SANTA ANA, Calif. — At 18 years old, Krystal Soberanis isn't just the oldest child in her family. She's, in many ways, a third parent.

"I had to make sure that we were OK. I had to make sure that my siblings came first, even at my own expense," Soberanis said. 

What You Need To Know

  • The Garden Grove Unified School District is aware of the exacerbated mental health challenges that COVID-19 created and that will be present post-pandemic

  • Many students, especially older teens, within the district took on the role of being the third parent during the pandemic

  • Krystal Soberanis, a recent graduate from Los Amigos High School, took on a full-time job during her senior year as she navigated her last year of high school and helped her younger siblings with their online lessons

  • Marissa De Leon, a school social worker with the district, says she and her colleagues checked in with students who sought assistance from the school while they were in summer break

The oldest sibling clocks in more than 30 hours a week at McDonald's to help her parents make ends meet. Her mom is a homemaker, and her dad is a landscaper. 

"I realized they were counting every penny as they went, and I wanted to make sure that that wasn't the case," Soberanis said.

At home, Soberanis juggled her senior year of high school and helped her little brother and 10-year-old sister with their online classes in their small apartment.

"Their rooms, living rooms or couches became school to them. Their home wasn't their safe haven anymore. It was a place where all of their lives collided," Soberanis said.

The Soberanis siblings attend schools in the Garden Grove Unified School District, which is seeing more students turning to it for mental, social and emotional help during the pandemic.

Marissa De Leon is a school social worker assigned to five different campuses, including Los Amigos High School, where Soberanis graduated two months ago.

"I can't tell you how many of our students, especially older teens, have responsibilities like a parent in their home. And it's no fault to their family, but it's just them trying to do the best they can to fill a role," De Leon said.

De Leon said she grew up in Los Angeles. She decided to pursue this field because she wanted to be someone she and her friends needed when they were young students navigating education.

De Leon said students are coming to her and her colleagues to speak about the loss and grief for loved ones and the sense of normalcy school provided. It's where they made friends, got guaranteed meals and could speak directly to teachers if they needed help.

"The loss of routine. The sense of stability that school gives, I think there's been just a lot disconnection," De Leon said.  

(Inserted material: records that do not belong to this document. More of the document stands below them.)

//! Fuzzy name matching.
//!
//! Scores are `floor(100 * (|q| - min(d, |q|)) / |q|)` where `d` is the
//! optimal-string-alignment distance between the folded query `q` and the
//! folded candidate. For a fixed query the score only falls as `d` grows, and
//! only an exact folded match reaches 100.

use crate::models::PlaceRecord;
use crate::text;

/// Thresholds below this let through mostly noise.
pub const MIN_RECOMMENDED_THRESHOLD: u8 = 50;

#[derive(Debug, Clone, Copy, PartialEq, Eq)]
pub enum MatchMode {
    /// Edit-distance similarity
    Fuzzy,
    /// 100 when the candidate starts with the query, 0 otherwise
    Prefix,
}

#[derive(Debug, Clone, Copy)]
pub struct FuzzyMatcher {
    mode: MatchMode,
}

impl FuzzyMatcher {
    pub fn new(fuzzy_search: bool) -> Self {
        let mode = if fuzzy_search {
            MatchMode::Fuzzy
        } else {
            MatchMode::Prefix
        };
        Self { mode }
    }

    pub fn mode(&self) -> MatchMode {
        self.mode
    }

    /// Score an already-folded query against a raw candidate name.
    pub fn score(&self, folded_query: &str, candidate: &str) -> u8 {
        let folded = text::fold(candidate);
        match self.mode {
            MatchMode::Fuzzy => similarity(folded_query, &folded),
            MatchMode::Prefix => {
                if !folded_query.is_empty() && folded.starts_with(folded_query) {
                    100
                } else {
                    0
                }
            }
        }
    }

    /// Best score over the record's name variants.
    pub fn score_record(&self, folded_query: &str, record: &PlaceRecord) -> u8 {
        record
            .names()
            .iter()
            .map(|name| self.score(folded_query, name))
            .max()
            .unwrap_or(0)
    }
}

/// Length-normalised similarity between two folded strings, 0-100.
pub fn similarity(query: &str, candidate: &str) -> u8 {
    let q_len = query.chars().count();
    if q_len == 0 {
        return if candidate.is_empty() { 100 } else { 0 };
    }
    match edit_distance_bounded(query, candidate, q_len) {
        Some(d) => ((100 * (q_len - d)) / q_len) as u8,
        None => 0,
    }
}

/// Damerau-Levenshtein edit distance (optimal string alignment) with threshold pruning.
/// Counts insertions, deletions, substitutions, and adjacent transpositions each as 1 edit.
/// Returns `Some(distance)` if distance <= max_dist, `None` otherwise.
pub fn edit_distance_bounded(a: &str, b: &str, max_dist: usize) -> Option<usize> {
    let a_chars: Vec<char> = a.chars().collect();
    let b_chars: Vec<char> = b.chars().collect();
    let m = a_chars.len();
    let n = b_chars.len();

    if m.abs_diff(n) > max_dist {
        return None;
    }

    let mut prev2 = vec![0usize; n + 1];
    let mut prev: Vec<usize> = (0..=n).collect();
    let mut curr = vec![0usize; n + 1];

    for i in 1..=m {
        curr[0] = i;
        let mut row_min = curr[0];

        for j in 1..=n {
            let cost = usize::from(a_chars[i - 1] != b_chars[j - 1]);
            curr[j] = (prev[j] + 1).min(curr[j - 1] + 1).min(prev[j - 1] + cost);

            if i >= 2
                && j >= 2
                && a_chars[i - 1] == b_chars[j - 2]
                && a_chars[i - 2] == b_chars[j - 1]
            {
                curr[j] = curr[j].min(prev2[j - 2] + 1);
            }

            row_min = row_min.min(curr[j]);
        }

        if row_min > max_dist {
            return None;
        }

        std::mem::swap(&mut prev2, &mut prev);
        std::mem::swap(&mut prev, &mut curr);
    }

    let result = prev[n];
    (result <= max_dist).then_some(result)
}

The district received a one-time Extended Learning Opportunity grant for the 2021-22 school year, which will be used to increase mental health supports at its schools, provided through GGUSD's own mental health staff and its community partner agencies.

The district is planning to hire a psychologist who will work on special assignments to provide critical leadership on innovative strategies that schools can use to support the wellness of all students. In addition to that position, the district plans to hire four new school psychologists to bring its total to 45 psychologists. It also plans on selecting additional mental health interns to join its team.

Soberanis is heading to California State University, Fullerton, in a few days. The eldest daughter chose to attend a commuter school to cut down on costs and stay close to her family if they need help. 

She's thankful her siblings are going back to school this week.

"It's giving me a sense of hope," Soberanis said.